HIV/AIDS関連情報

2006年10月19日(木) 中国、売春婦へのエイズ予防教育の波紋

 中国での売春産業は1949年の共産主義革命以降大きく減少しましたが、改革開放政策に移行しはじめた1980年代初頭あたりから再び栄えだしたと言われています。現在でも売買春は違法ですが、これが中国のHIV/AIDS増加の主な原因となっており、実際中国のHIV感染で最も多いのが性行為による感染です。(ただし2位の薬物の静脈注射とそれほど差はありません)

 以前このコーナーで、重慶の画期的なエイズ予防対策をご紹介しましたが(2006年9月13日「重慶の娯楽施設でコンドームを配布」)、黒竜江省でも地域の行政が中心となった新しい試みがおこなわれています。

 10月17日のCHINA DAILYによりますと、黒竜江省哈爾浜(ハルビン)の公立保健関連機関(The Harbin Disease Prevention and Control Centre's Aids Prevention and Control Institute)が、地域の売春婦を対象にエイズ予防の講習会を開き、これまでに180人以上の売春婦が参加したそうです。

 10月11日におこなわれた3回目の講習会では、50人以上の売春婦に加え、彼女らが働く風俗店の店長も参加し、エイズの予防、コンドームの重要性と適切な使い方などについての講習があったようです。

 講習終了後、この保健機関はコンドームが入った箱を無料で出席者に配布し、その箱には質問があればすぐに問い合わせができるように、この機関の電話番号が記載されているそうです。

 売春が違法行為である共産主義の中国で、公的な機関がこのような施策を打ち出したことに驚きますが、やはり波紋は広がっているようです。
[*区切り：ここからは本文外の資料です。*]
// ----------------------------------------------------------------------------
// 2-3. String clean-up
// ----------------------------------------------------------------------------

/// Strip leading and trailing whitespace from every string value.
#[must_use]
pub fn trim_strings(records: RecordSet) -> RecordSet {
    records.map_columns(|col| {
        if col.is_string() {
            col.map_strings(|s| s.trim().to_string())
        } else {
            col
        }
    })
}

/// Whether a canonical column name denotes a phone number.
#[must_use]
pub fn is_phone_column(name: &str) -> bool {
    name.contains("phone") || name.contains("mobile")
}

/// Remove every `-` from string columns named like phone numbers.
#[must_use]
pub fn normalize_phone_numbers(records: RecordSet) -> RecordSet {
    records.map_columns(|col| {
        if col.is_string() && is_phone_column(&col.name) {
            col.map_strings(|s| s.replace('-', ""))
        } else {
            col
        }
    })
}

// ----------------------------------------------------------------------------
// 4. Multi-valued fields
// ----------------------------------------------------------------------------

/// Split a value on the first ` or ` separator into two trimmed parts.
///
/// A value without a separator yields `(value, None)`.
#[must_use]
pub fn split_once_on_or(value: &str) -> (String, Option<String>) {
    match MULTI_VALUE_SEPARATOR.find(value) {
        Some(m) => (
            value[..m.start()].trim().to_string(),
            Some(value[m.end()..].trim().to_string()),
        ),
        None => (value.trim().to_string(), None),
    }
}

fn has_multi_values(col: &Column) -> bool {
    col.values
        .iter()
        .filter_map(Value::as_str)
        .any(|s| MULTI_VALUE_SEPARATOR.is_match(s))
}

/// Split string columns holding `"a or b"` style values.
///
/// Only columns where at least one value contains the separator are touched.
/// A column the schema declares keeps its name and only the first part; any
/// other column is replaced by `<name>_part1` and `<name>_part2` appended at the
/// end (overwriting existing columns of those names).
///
/// # Errors
/// Returns a [`ShapeError`] only if the input record set is itself malformed.
pub fn split_multi_values(
    records: RecordSet,
    schema: &SchemaDescriptor,
) -> Result<RecordSet, ShapeError> {
    let candidates: Vec<String> = records
        .columns()
        .iter()
        .filter(|c| c.is_string() && has_multi_values(c))
        .map(|c| c.name.clone())
        .collect();

    let mut records = records;
    for name in candidates {
        // An earlier split may have replaced this column with a part.
        let Some(col) = records
            .column(&name)
            .filter(|c| c.is_string() && has_multi_values(c))
        else {
            continue;
        };
        let (first, second): (Vec<Value>, Vec<Value>) = col
            .values
            .iter()
            .map(|v| match v {
                Value::Str(s) => {
                    let (a, b) = split_once_on_or(s);
                    (Value::Str(a), b.map_or(Value::Null, Value::Str))
                }
                _ => (Value::Null, Value::Null),
            })
            .unzip();

        if schema.contains(&name) {
            debug!(column = %name, "multi-valued schema column, keeping first part");
            records = records.with_column(Column::new(name.as_str(), LogicalType::String, first))?;
        } else {
            debug!(column = %name, "multi-valued column split into parts");
            records = records
                .with_column(Column::new(format!("{name}_part1"), LogicalType::String, first))?
                .with_column(Column::new(format!("{name}_part2"), LogicalType::String, second))?
                .without_column(&name);
        }
    }
    Ok(records)
}

// ----------------------------------------------------------------------------
// 5. Nulls
// ----------------------------------------------------------------------------

/// Replace every null with [`NULL_SENTINEL`].
///
/// Before casting all columns are strings; typed columns (which cannot hold
/// text) keep their nulls.
#[must_use]
pub fn fill_nulls(records: RecordSet) -> RecordSet {
    records.map_columns(|col| {
        if !col.is_string() {
            return col;
        }
        let values = col
            .values
            .into_iter()
            .map(|v| if v.is_null() { Value::str(NULL_SENTINEL) } else { v })
            .collect();
        Column { values, ..col }
    })
}

// ----------------------------------------------------------------------------
// 6. Casting
// ----------------------------------------------------------------------------

fn parse_integral(s: &str) -> Option<i64> {
    let s = s.trim();
    let (int_part, frac_part) = s.split_once('.').unwrap_or((s, ""));
    if !frac_part.bytes().all(|b| b.is_ascii_digit()) {
        return None;
    }
    let digits = int_part.strip_prefix(['+', '-']).unwrap_or(int_part);
    if digits.is_empty() {
        // ".5" truncates to zero; a bare "." is not a number.
        return (!frac_part.is_empty()).then_some(0);
    }
    if !digits.bytes().all(|b| b.is_ascii_digit()) {
        return None;
    }
    int_part.parse().ok()
}

/// Coerce text to a 32-bit integer; fractional parts are truncated.
#[must_use]
pub fn cast_int(s: &str) -> Option<i32> {
    parse_integral(s).and_then(|v| i32::try_from(v).ok())
}

/// Coerce text to a 64-bit integer; fractional parts are truncated.
#[must_use]
pub fn cast_long(s: &str) -> Option<i64> {
    parse_integral(s)
}

#[must_use]
pub fn cast_double(s: &str) -> Option<f64> {
    s.trim().parse().ok()
}

/// Coerce `YYYY-MM-DD`, optionally followed by a time part, to a date.
#[must_use]
pub fn cast_date(s: &str) -> Option<NaiveDate> {
    let s = s.trim();
    let day = s.split(['T', ' ']).next().unwrap_or(s);
    NaiveDate::parse_from_str(day, "%Y-%m-%d").ok()
}

/// Parse a timestamp in one of the accepted textual forms.
///
/// Values carrying an explicit offset (RFC 3339) are converted to UTC; bare dates
/// are taken as midnight.
#[must_use]
pub fn parse_timestamp(s: &str) -> Option<NaiveDateTime> {
    let s = s.trim();
    TIMESTAMP_INPUT_FORMATS
        .iter()
        .find_map(|fmt| NaiveDateTime::parse_from_str(s, fmt).ok())
        .or_else(|| DateTime::parse_from_rfc3339(s).ok().map(|dt| dt.naive_utc()))
        .or_else(|| {
            NaiveDate::parse_from_str(s, "%Y-%m-%d")
                .ok()
                .and_then(|d| d.and_hms_opt(0, 0, 0))
        })
}

/// Render a timestamp value in [`TIMESTAMP_OUTPUT_FORMAT`].
///
/// ```
/// use rawstage::clean::format_timestamp;
/// assert_eq!(format_timestamp("2023-05-01 09:05:03").as_deref(), Some("2023-05-01T9:05:03"));
/// assert_eq!(format_timestamp("None"), None);
/// ```
#[must_use]
pub fn format_timestamp(s: &str) -> Option<String> {
    parse_timestamp(s).map(|ts| ts.format(TIMESTAMP_OUTPUT_FORMAT).to_string())
}

fn convert_values<F>(values: Vec<Value>, f: F) -> Vec<Value>
where
    F: Fn(&str) -> Value + Send + Sync,
{
    let apply = |v: Value| match v {
        Value::Str(s) => f(&s),
        _ => Value::Null,
    };
    #[cfg(feature = "parallel-cast")]
    {
        values.into_par_iter().map(apply).collect()
    }
    #[cfg(not(feature = "parallel-cast"))]
    {
        values.into_iter().map(apply).collect()
    }
}

fn cast_column(col: Column, target: LogicalType) -> Column {
    // Only raw (string) columns are coerced; a column already typed is left as is.
    if !col.is_string() {
        return col;
    }
    let (kind, values) = match target {
        LogicalType::String => return col,
        LogicalType::Timestamp => (
            LogicalType::String,
            convert_values(col.values, |s| format_timestamp(s).map_or(Value::Null, Value::Str)),
        ),
        LogicalType::Int => (
            LogicalType::Int,
            convert_values(col.values, |s| cast_int(s).map_or(Value::Null, Value::Int)),
        ),
        LogicalType::Long => (
            LogicalType::Long,
            convert_values(col.values, |s| cast_long(s).map_or(Value::Null, Value::Long)),
        ),
        LogicalType::Double => (
            LogicalType::Double,
            convert_values(col.values, |s| {
                cast_double(s).map_or(Value::Null, |d| Value::Double(OrderedFloat(d)))
            }),
        ),
        LogicalType::Date => (
            LogicalType::Date,
            convert_values(col.values, |s| cast_date(s).map_or(Value::Null, Value::Date)),
        ),
    };
    Column {
        name: col.name,
        kind,
        values,
    }
}

/// Coerce every column the schema declares to its declared type.
///
/// Columns absent from the schema are left untouched; schema fields absent from
/// the record set are ignored.
#[must_use]
pub fn cast_to_schema(records: RecordSet, schema: &SchemaDescriptor) -> RecordSet {
    records.map_columns(|col| match schema.field(&col.name) {
        Some(field) => cast_column(col, field.logical_type),
        None => col,
    })
}

// ----------------------------------------------------------------------------
// 7. De-duplication
// ----------------------------------------------------------------------------

/// Keep the first occurrence of every distinct row, preserving order.
#[must_use]
pub fn drop_duplicates(records: RecordSet) -> RecordSet {
    let keep: Vec<usize> = {
        let mut seen: HashSet<Vec<&Value>> = HashSet::with_capacity(records.num_rows());
        (0..records.num_rows())
            .filter(|&i| seen.insert(records.row(i)))
            .collect()
    };
    if keep.len() == records.num_rows() {
        return records;
    }
    debug!(
        before = records.num_rows(),
        after = keep.len(),
        "dropped duplicate rows"
    );
    records.take_rows(&keep)
}
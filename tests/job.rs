use anyhow::Result;
use rawstage::error::StageError;
use rawstage::job::{JobRun, JobStatus};
use rawstage::logging;
use rawstage::testing::*;

#[test]
fn exit_codes() {
    assert_eq!(JobStatus::Succeeded.exit_code(false), 0);
    assert_eq!(JobStatus::Succeeded.exit_code(true), 0);
    assert_eq!(JobStatus::Degraded.exit_code(false), 0);
    assert_eq!(JobStatus::Degraded.exit_code(true), 2);
    assert_eq!(JobStatus::Failed.exit_code(false), 1);
    assert_eq!(JobStatus::Failed.exit_code(true), 1);
}

#[test]
fn commit_reflects_the_batch_outcome() -> Result<()> {
    logging::init(rawstage::config::LogFormat::Pretty, 0);

    let zone = LandingZone::new();
    zone.put_schema("orders", r#"[{"name": "id", "type": "int"}]"#)?;
    zone.put_csv("2024-03-01", "orders", "a.csv", "id\n1\n")?;
    let driver = zone.driver();

    let job = JobRun::init(driver.config());
    assert_eq!(job.commit(&driver.run_at(fixed_time("2024-03-02T00:00:00"))), JobStatus::Succeeded);

    zone.put_csv("2024-03-01", "nobody", "n.csv", "x\n1\n")?;
    let job = JobRun::init(driver.config());
    assert_eq!(job.commit(&driver.run_at(fixed_time("2024-03-02T00:00:00"))), JobStatus::Degraded);

    let job = JobRun::init(driver.config());
    let aborted = Err(StageError::NoData {
        location: "mem://landing/raw/".into(),
    });
    assert_eq!(job.commit(&aborted), JobStatus::Failed);
    Ok(())
}

#[test]
fn verbosity_directives() {
    assert_eq!(logging::default_directive(0), "rawstage=info,warn");
    assert_eq!(logging::default_directive(1), "rawstage=debug,info");
    assert_eq!(logging::default_directive(7), "rawstage=trace,debug");
}

#[test]
fn repeated_init_keeps_the_first_subscriber() {
    logging::init(rawstage::config::LogFormat::Json, 2);
    logging::init(rawstage::config::LogFormat::Pretty, 0);
    assert!(tracing::dispatcher::has_been_set());
    tracing::info!("still logging after a second init");
}
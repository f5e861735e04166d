//! Storage and catalog abstractions.
//!
//! The cleaning job never talks to a concrete storage service. It goes through two
//! traits:
//!
//! - [`ObjectIO`] - key/value blob storage with prefix listing (S3, GCS, a local
//!   directory tree)
//! - [`CatalogIO`] - registration of written locations as queryable tables
//!
//! Each comes with an in-memory fake for tests ([`FakeObjectIO`],
//! [`FakeCatalogIO`]) and a concrete implementation used by the binary
//! ([`LocalObjectIO`], [`ObjectCatalog`]).
//!
//! ## Unit Testing with Fakes
//! ```
//! use rawstage::io::cloud::*;
//!
//! # fn main() -> CloudResult<()> {
//! let storage = FakeObjectIO::new();
//! storage.put_object("bucket", "raw/2024-01-01/orders/a.csv", b"id\n1\n")?;
//!
//! let listed = storage.list_objects("bucket", Some("raw/"))?;
//! assert_eq!(listed.len(), 1);
//! assert_eq!(
//!     storage.object_uri("bucket", &listed[0].key),
//!     "mem://bucket/raw/2024-01-01/orders/a.csv"
//! );
//! # Ok(())
//! # }
//! ```
//!
//! ## Error Handling
//!
//! All operations return [`CloudResult<T>`] where the error is [`CloudIOError`],
//! categorized by [`ErrorKind`].

pub mod fake;
pub mod helpers;
pub mod local;
pub mod traits;

pub use fake::*;
pub use local::*;
pub use traits::*;
//! End-to-end runs of the batch driver against an in-memory landing zone.

use anyhow::Result;
use rawstage::driver::*;
use rawstage::error::{StageError, StageResult};
use rawstage::io::cloud::{CatalogIO, ObjectIO};
use rawstage::record::{LogicalType, Value};
use rawstage::schema::{FieldDeclaration, SchemaDescriptor, SchemaResolver};
use rawstage::testing::*;
use std::sync::Arc;

const ORDERS_SCHEMA: &str = r#"[
    {"name": "order_id", "type": "long"},
    {"name": "qty", "type": "int"},
    {"name": "placed_at", "type": "timestamp"}
]"#;

const ORDERS_CSV: &str = "Order ID,Qty,Placed At\n\
                          1, 2 ,2024-03-01 09:00:00\n\
                          1,2,2024-03-01 09:00:00\n\
                          2,,bad\n";

const USERS_SCHEMA: &str = r#"[{"name": "user_id", "type": "int"}]"#;

const USERS_CSV: &str = "User ID,Mobile-Phone,Email\n\
                         10,555-0100,a@x.io or a@y.io\n\
                         11,,b@x.io\n";

const RUN_AT: &str = "2024-03-02T08:00:00";

fn seeded_zone() -> Result<LandingZone> {
    let zone = LandingZone::new();
    zone.put_schema("orders", ORDERS_SCHEMA)?;
    zone.put_schema("users", USERS_SCHEMA)?;
    zone.put_csv("2024-02-28", "orders", "old.csv", "Order ID\n99\n")?;
    zone.put_csv("2024-03-01", "orders", "a.csv", ORDERS_CSV)?;
    zone.put_csv("2024-03-01", "users", "u.csv", USERS_CSV)?;
    zone.put_raw("raw/2024-03-01/users/_SUCCESS", "")?;
    Ok(zone)
}

#[test]
fn latest_batch_is_cleaned_written_and_registered() -> Result<()> {
    let zone = seeded_zone()?;
    let summary = zone.driver().run_at(fixed_time(RUN_AT))?;

    assert_eq!(summary.date, "2024-03-01");
    assert_eq!(summary.timestamp, RUN_AT);
    assert_eq!(summary.succeeded(), 2);
    assert!(!summary.is_degraded());

    let writes: Vec<(&str, usize, &str)> = summary
        .writes()
        .map(|w| (w.table.as_str(), w.rows, w.qualified_name.as_str()))
        .collect();
    assert_eq!(
        writes,
        vec![("orders", 2, "staging_db.orders"), ("users", 2, "staging_db.users")]
    );

    let orders = zone.read_output("2024-03-02", "orders")?;
    assert_eq!(
        orders.column_names(),
        vec!["order_id", "qty", "placed_at", SOURCE_PATH_COLUMN, UPDATED_TIME_COLUMN]
    );
    assert_eq!(
        orders.column("order_id").unwrap().values,
        vec![Value::Long(1), Value::Long(2)]
    );
    assert_eq!(
        orders.column("qty").unwrap().values,
        vec![Value::Int(2), Value::Null]
    );
    assert_eq!(
        column_strings(&orders, "placed_at"),
        vec![Some("2024-03-01T9:00:00".into()), None]
    );
    assert_eq!(
        column_strings(&orders, SOURCE_PATH_COLUMN),
        vec![Some("mem://landing/raw/2024-03-01/orders/a.csv".into()); 2]
    );
    assert_eq!(
        column_strings(&orders, UPDATED_TIME_COLUMN),
        vec![Some(RUN_AT.into()); 2]
    );

    let users = zone.read_output("2024-03-02", "users")?;
    assert_eq!(
        users.column("user_id").unwrap().values,
        vec![Value::Int(10), Value::Int(11)]
    );
    assert_eq!(
        column_strings(&users, "mobile_phone"),
        vec![Some("5550100".into()), Some("None".into())]
    );
    assert_eq!(
        column_strings(&users, "email_part2"),
        vec![Some("a@y.io".into()), Some("None".into())]
    );

    assert_eq!(
        zone.catalog.table_names(),
        vec!["staging_db.orders", "staging_db.users"]
    );
    let entry = zone.catalog.get_table("staging_db", "orders")?;
    assert_eq!(entry.location, "mem://landing/staging/2024-03-02/orders/");
    assert_eq!(entry.format, "parquet");
    let declared: Vec<&str> = entry.columns.iter().map(|(n, _)| n.as_str()).collect();
    assert_eq!(declared, orders.column_names());
    Ok(())
}

#[test]
fn split_parts_precede_provenance_columns() -> Result<()> {
    let zone = seeded_zone()?;
    zone.driver().run_at(fixed_time(RUN_AT))?;
    let users = zone.read_output("2024-03-02", "users")?;
    assert_eq!(
        users.column_names(),
        vec![
            "user_id",
            "mobile_phone",
            "email_part1",
            "email_part2",
            SOURCE_PATH_COLUMN,
            UPDATED_TIME_COLUMN,
        ]
    );
    Ok(())
}

#[test]
fn missing_schema_fails_only_that_file() -> Result<()> {
    let zone = seeded_zone()?;
    zone.put_csv("2024-03-01", "payments", "p.csv", "Amount\n1\n")?;

    let summary = zone.driver().run_at(fixed_time(RUN_AT))?;
    assert_eq!(summary.succeeded(), 2);
    assert_eq!(summary.failed(), 1);
    assert!(summary.is_degraded());

    let failures: Vec<(&str, &StageError)> = summary.failures().collect();
    assert_eq!(failures[0].0, "raw/2024-03-01/payments/p.csv");
    assert!(matches!(
        failures[0].1,
        StageError::SchemaLoad { table, .. } if table == "payments"
    ));
    assert!(zone.output_bytes("2024-03-02", "payments").is_err());
    assert!(zone.read_output("2024-03-02", "users").is_ok());
    Ok(())
}

#[test]
fn write_failure_is_isolated() -> Result<()> {
    let zone = seeded_zone()?;
    zone.store.fail_puts_under("staging/2024-03-02/orders/");

    let summary = zone.driver().run_at(fixed_time(RUN_AT))?;
    assert_eq!(summary.failed(), 1);
    let outcome = summary
        .outcomes
        .iter()
        .find(|o| o.table.as_deref() == Some("orders"))
        .unwrap();
    assert!(matches!(outcome.result, Err(StageError::Write { .. })));

    assert!(zone.read_output("2024-03-02", "users").is_ok());
    assert_eq!(zone.catalog.table_names(), vec!["staging_db.users"]);
    Ok(())
}

#[test]
fn unreadable_file_is_a_transform_failure() -> Result<()> {
    let zone = seeded_zone()?;
    zone.store
        .put_object(TEST_BUCKET, "raw/2024-03-01/users/bad.csv", b"User ID\n\xff\xfe\n")?;

    let summary = zone.driver().run_at(fixed_time(RUN_AT))?;
    let failures: Vec<(&str, &StageError)> = summary.failures().collect();
    assert_eq!(failures.len(), 1);
    assert_eq!(failures[0].0, "raw/2024-03-01/users/bad.csv");
    assert!(matches!(failures[0].1, StageError::Transform { .. }));
    Ok(())
}

#[test]
fn file_outside_a_table_folder_fails() -> Result<()> {
    let zone = seeded_zone()?;
    zone.put_raw("raw/2024-03-01/loose.csv", "a\n1\n")?;

    let summary = zone.driver().run_at(fixed_time(RUN_AT))?;
    assert_eq!(summary.outcomes.len(), 3);
    let loose = &summary.outcomes[0];
    assert_eq!(loose.key, "raw/2024-03-01/loose.csv");
    assert_eq!(loose.table, None);
    assert!(matches!(loose.result, Err(StageError::Transform { .. })));
    assert_eq!(summary.succeeded(), 2);
    Ok(())
}

#[test]
fn empty_input_root_is_no_data() {
    let zone = LandingZone::new();
    let err = zone.driver().run_at(fixed_time(RUN_AT)).unwrap_err();
    assert!(matches!(err, StageError::NoData { .. }));
    assert!(err.is_fatal());
}

#[test]
fn date_folder_without_csv_files_is_an_empty_success() -> Result<()> {
    let zone = LandingZone::new();
    zone.put_raw("raw/2024-03-01/orders/_SUCCESS", "")?;
    let summary = zone.driver().run_at(fixed_time(RUN_AT))?;
    assert!(summary.outcomes.is_empty());
    assert!(!summary.is_degraded());
    Ok(())
}

#[test]
fn rerun_overwrites_the_partition() -> Result<()> {
    let zone = seeded_zone()?;
    let stale = format!(
        "{}2024-03-02/orders/part-00001-stale.snappy.parquet",
        zone.config.output_folder
    );
    zone.put_raw(&stale, "stale")?;

    zone.driver().run_at(fixed_time(RUN_AT))?;
    let keys = zone.store.keys(TEST_BUCKET);
    assert!(!keys.contains(&stale));
    assert!(keys.contains(&zone.output_key("2024-03-02", "orders")));
    Ok(())
}

#[test]
fn identical_inputs_and_timestamp_give_identical_output() -> Result<()> {
    let zone = seeded_zone()?;
    let driver = zone.driver();

    driver.run_at(fixed_time(RUN_AT))?;
    let first = zone.output_bytes("2024-03-02", "orders")?;
    driver.run_at(fixed_time(RUN_AT))?;
    let second = zone.output_bytes("2024-03-02", "orders")?;
    assert_eq!(first, second);
    Ok(())
}

#[test]
fn later_file_of_the_same_table_replaces_earlier_one() -> Result<()> {
    let zone = seeded_zone()?;
    zone.put_csv("2024-03-01", "orders", "b.csv", "Order ID\n7\n")?;

    let summary = zone.driver().run_at(fixed_time(RUN_AT))?;
    assert_eq!(summary.succeeded(), 3);
    let orders = zone.read_output("2024-03-02", "orders")?;
    assert_eq!(orders.column("order_id").unwrap().values, vec![Value::Long(7)]);
    assert_eq!(
        column_strings(&orders, SOURCE_PATH_COLUMN),
        vec![Some("mem://landing/raw/2024-03-01/orders/b.csv".into())]
    );
    Ok(())
}

struct FixedResolver(SchemaDescriptor);

impl SchemaResolver for FixedResolver {
    fn resolve(&self, _table: &str) -> StageResult<SchemaDescriptor> {
        Ok(self.0.clone())
    }
}

#[test]
fn custom_resolver_replaces_declarations() -> Result<()> {
    let zone = LandingZone::new();
    zone.put_csv("2024-03-01", "anything", "a.csv", "Score\n1.5\n")?;
    let schema = SchemaDescriptor::new(vec![FieldDeclaration::new("score", LogicalType::Double)])
        .map_err(anyhow::Error::msg)?;

    let summary = zone
        .driver()
        .with_resolver(Arc::new(FixedResolver(schema)))
        .run_at(fixed_time(RUN_AT))?;
    assert_eq!(summary.succeeded(), 1);

    let out = zone.read_output("2024-03-02", "anything")?;
    assert_eq!(out.column("score").map(|c| c.kind), Some(LogicalType::Double));
    Ok(())
}

#[test]
fn locate_reports_the_batch_without_processing() -> Result<()> {
    let zone = seeded_zone()?;
    let driver = zone.driver();
    let batch = driver.locate(fixed_time(RUN_AT))?;

    assert_eq!(batch.date, "2024-03-01");
    assert_eq!(batch.date_prefix, "raw/2024-03-01/");
    assert_eq!(batch.partition_date(), "2024-03-02");
    assert_eq!(batch.files.len(), 2);
    assert_eq!(driver.partition_prefix("2024-03-02", "users"), "staging/2024-03-02/users/");
    assert!(zone.store.keys(TEST_BUCKET).iter().all(|k| !k.starts_with("staging/")));
    Ok(())
}

#[test]
fn batch_timestamp_format() {
    assert_eq!(batch_timestamp(fixed_time("2024-01-05T07:08:09")), "2024-01-05T07:08:09");
}
//! Session state machine for one visit to the relay.
//!
//! Flow Overview: `Relay::init` runs once per page load and takes the
//! "already signed in" fast path when the store holds an identity. Otherwise the
//! login surface is shown until a provider exchange succeeds. Hand-off only
//! happens on an explicit user action and ends the visit.

use super::{
    error::RelayError,
    handoff::{self, Navigator, RedirectPolicy},
    identity::IdentityRecord,
    params::RelayParameters,
    providers::{AuthBackend, Exchange, LoginMethod},
    session::SessionStore,
};
use axum::http::HeaderValue;
use tracing::{debug, info};

#[derive(Debug, Clone, PartialEq)]
pub enum SessionState {
    /// Login surface, with the message of the last failed attempt.
    NoSession { error: Option<String> },
    /// A provider exchange is in flight.
    Authenticating,
    /// The store holds this identity.
    Authenticated(IdentityRecord),
    /// Navigation to the caller was issued; terminal for this visit.
    HandingOff,
}

pub struct Relay<S> {
    store: S,
    params: RelayParameters,
    state: SessionState,
}

impl<S: SessionStore> Relay<S> {
    /// Evaluate the initial state for a page load.
    pub fn init(store: S, params: RelayParameters) -> Self {
        let state = match store.load() {
            Some(record) => {
                debug!("Existing session found, skipping login");
                SessionState::Authenticated(record)
            }
            None => SessionState::NoSession { error: None },
        };

        Self {
            store,
            params,
            state,
        }
    }

    #[must_use]
    pub fn state(&self) -> &SessionState {
        &self.state
    }

    #[must_use]
    pub fn params(&self) -> &RelayParameters {
        &self.params
    }

    #[must_use]
    pub fn store(&self) -> &S {
        &self.store
    }

    #[must_use]
    pub fn identity(&self) -> Option<&IdentityRecord> {
        match &self.state {
            SessionState::Authenticated(record) => Some(record),
            _ => None,
        }
    }

    pub fn into_parts(self) -> (S, RelayParameters, SessionState) {
        (self.store, self.params, self.state)
    }

    /// Start an attempt: check the input locally, require `auth`, and move to
    /// `Authenticating`. Returns the backend base URL to exchange against.
    ///
    /// # Errors
    /// `Validation`/`Provider` for bad input, `Config` without `auth`. The
    /// state falls back to `NoSession` carrying the message.
    pub fn begin(&mut self, method: &LoginMethod) -> Result<String, RelayError> {
        let auth_base = method
            .request_body()
            .and_then(|_| self.params.require_auth_base().map(ToString::to_string));

        match auth_base {
            Ok(auth_base) => {
                self.state = SessionState::Authenticating;
                Ok(auth_base)
            }
            Err(err) => Err(self.fail(err)),
        }
    }

    /// Apply the outcome of an exchange. On success the identity is stored
    /// first, then the query string is rewritten with the provider tag.
    ///
    /// # Errors
    /// Returns the exchange error, or the store's error when the identity
    /// cannot be kept, after resetting to `NoSession`.
    pub fn complete(
        &mut self,
        method: &LoginMethod,
        outcome: Result<Exchange, RelayError>,
    ) -> Result<Exchange, RelayError> {
        match outcome {
            Ok(exchange) => {
                if let Err(err) = self.store.save(&exchange.user) {
                    return Err(self.fail(err));
                }
                self.params.persist(method.provider_tag());
                info!(provider = method.name(), "Login succeeded");
                self.state = SessionState::Authenticated(exchange.user.clone());
                Ok(exchange)
            }
            Err(err) => Err(self.fail(err)),
        }
    }

    /// Run one provider exchange end to end. The user may retry any number of
    /// times; the most recent success wins.
    ///
    /// # Errors
    /// See [`Relay::begin`] and [`AuthBackend::exchange`].
    pub async fn login(
        &mut self,
        backend: &AuthBackend,
        method: &LoginMethod,
        cookies: Option<&HeaderValue>,
    ) -> Result<Exchange, RelayError> {
        let auth_base = self.begin(method)?;
        let outcome = backend.exchange(&auth_base, method, cookies).await;
        self.complete(method, outcome)
    }

    /// Forget the identity and return to the login surface, keeping
    /// `redirect`/`auth` but dropping the provider tag.
    pub fn logout(&mut self) {
        self.store.clear();
        self.params.drop_provider();
        self.state = SessionState::NoSession { error: None };
        info!("Logged out");
    }

    /// Hand the identity to the caller. Only valid from `Authenticated`.
    ///
    /// # Errors
    /// `Validation` when nobody is signed in, `Config` for a missing or
    /// forbidden `redirect`; the state and store are left unchanged.
    pub fn hand_off<N: Navigator>(
        &mut self,
        policy: &RedirectPolicy,
        navigator: &mut N,
    ) -> Result<String, RelayError> {
        if !matches!(self.state, SessionState::Authenticated(_)) {
            return Err(RelayError::Validation(
                "Sign in before returning to the application.".to_string(),
            ));
        }

        let location = handoff::perform(
            &mut self.store,
            self.params.redirect_target(),
            policy,
            navigator,
        )?;
        self.state = SessionState::HandingOff;
        Ok(location)
    }

    fn fail(&mut self, err: RelayError) -> RelayError {
        debug!("Login attempt failed: {err}");
        self.state = SessionState::NoSession {
            error: Some(err.message().to_string()),
        };
        err
    }
}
 「(このような講習会を開けば)非合法の売春業界を認めることになる」、さらには「売春を奨励することになりかねない」、という声もあるようです。

 特に地元警察は強い反対の姿勢を見せています。黒竜江省に限らず、中国の多くの地域では、「コンドームを所持している」という理由で売春婦を逮捕し抑留しているわけですから、こういった政策に反対するのは当然でしょう。

 10月15日のロイター通信によりますと、ある地元警察の幹部は、「教育はたしかに様々な形でおこなうことができる。しかしこのような講習を認めるわけにはいかない」、と述べています。

 しかし地域住民の多くはこの政策に理解を示しているようです。地元のメディアHarbin Dailyによると、ある地域住民は、「売春婦が存在し、それを警察が抑制できていないのは事実。ならばその結果を受け止め現実的に対処するほうがいい」、と述べているそうです。

 実際に講習をおこなった保健機関のある幹部は次のようにコメントしています。

 「(非合法だからといって)売春婦を無視するのは無責任だ。彼女らはHIVや他の性感染症のハイリスクグループのひとつであるのだから。彼女たちが存在する以上、我々は必要な知識を伝える責任がある。それに、このような講習会を開いたのは我々が初めてではない。北京や上海ではすでにおこなわれていることだ」

 この波紋は、売春を合法化しようとの動きにもつながっているようです。

 中国性科学協会(China Sexology Association)に所属する性科学者のFang Qiang氏は言います。

 「結果として何らかの悪影響を与えることになったとしても、現在の中国が抱えている問題に正面から向き合い、HIVや他の性感染症の蔓延を最大限に抑制するためには、売春の合法化が必要だ。我々は二つの悪のどちらかましな方を選ぶべきなのである」

 警察が主張しているような、「売春婦は社会には存在しないはずだから売春婦に対する啓発はすべきでない」などという考えをしていれば、いずれ国家に大きなダメージを与えることになるのは必至です。共産主義の中国で実際に売春が合法化されることになるとは思えませんが、この性科学者が言うように、ふたつの悪のましな方を選択するというのは現実を見据えた対応であると言えるでしょう。

 それにしても、中国でこのようなことが堂々と発言できるようになったということに驚かされます。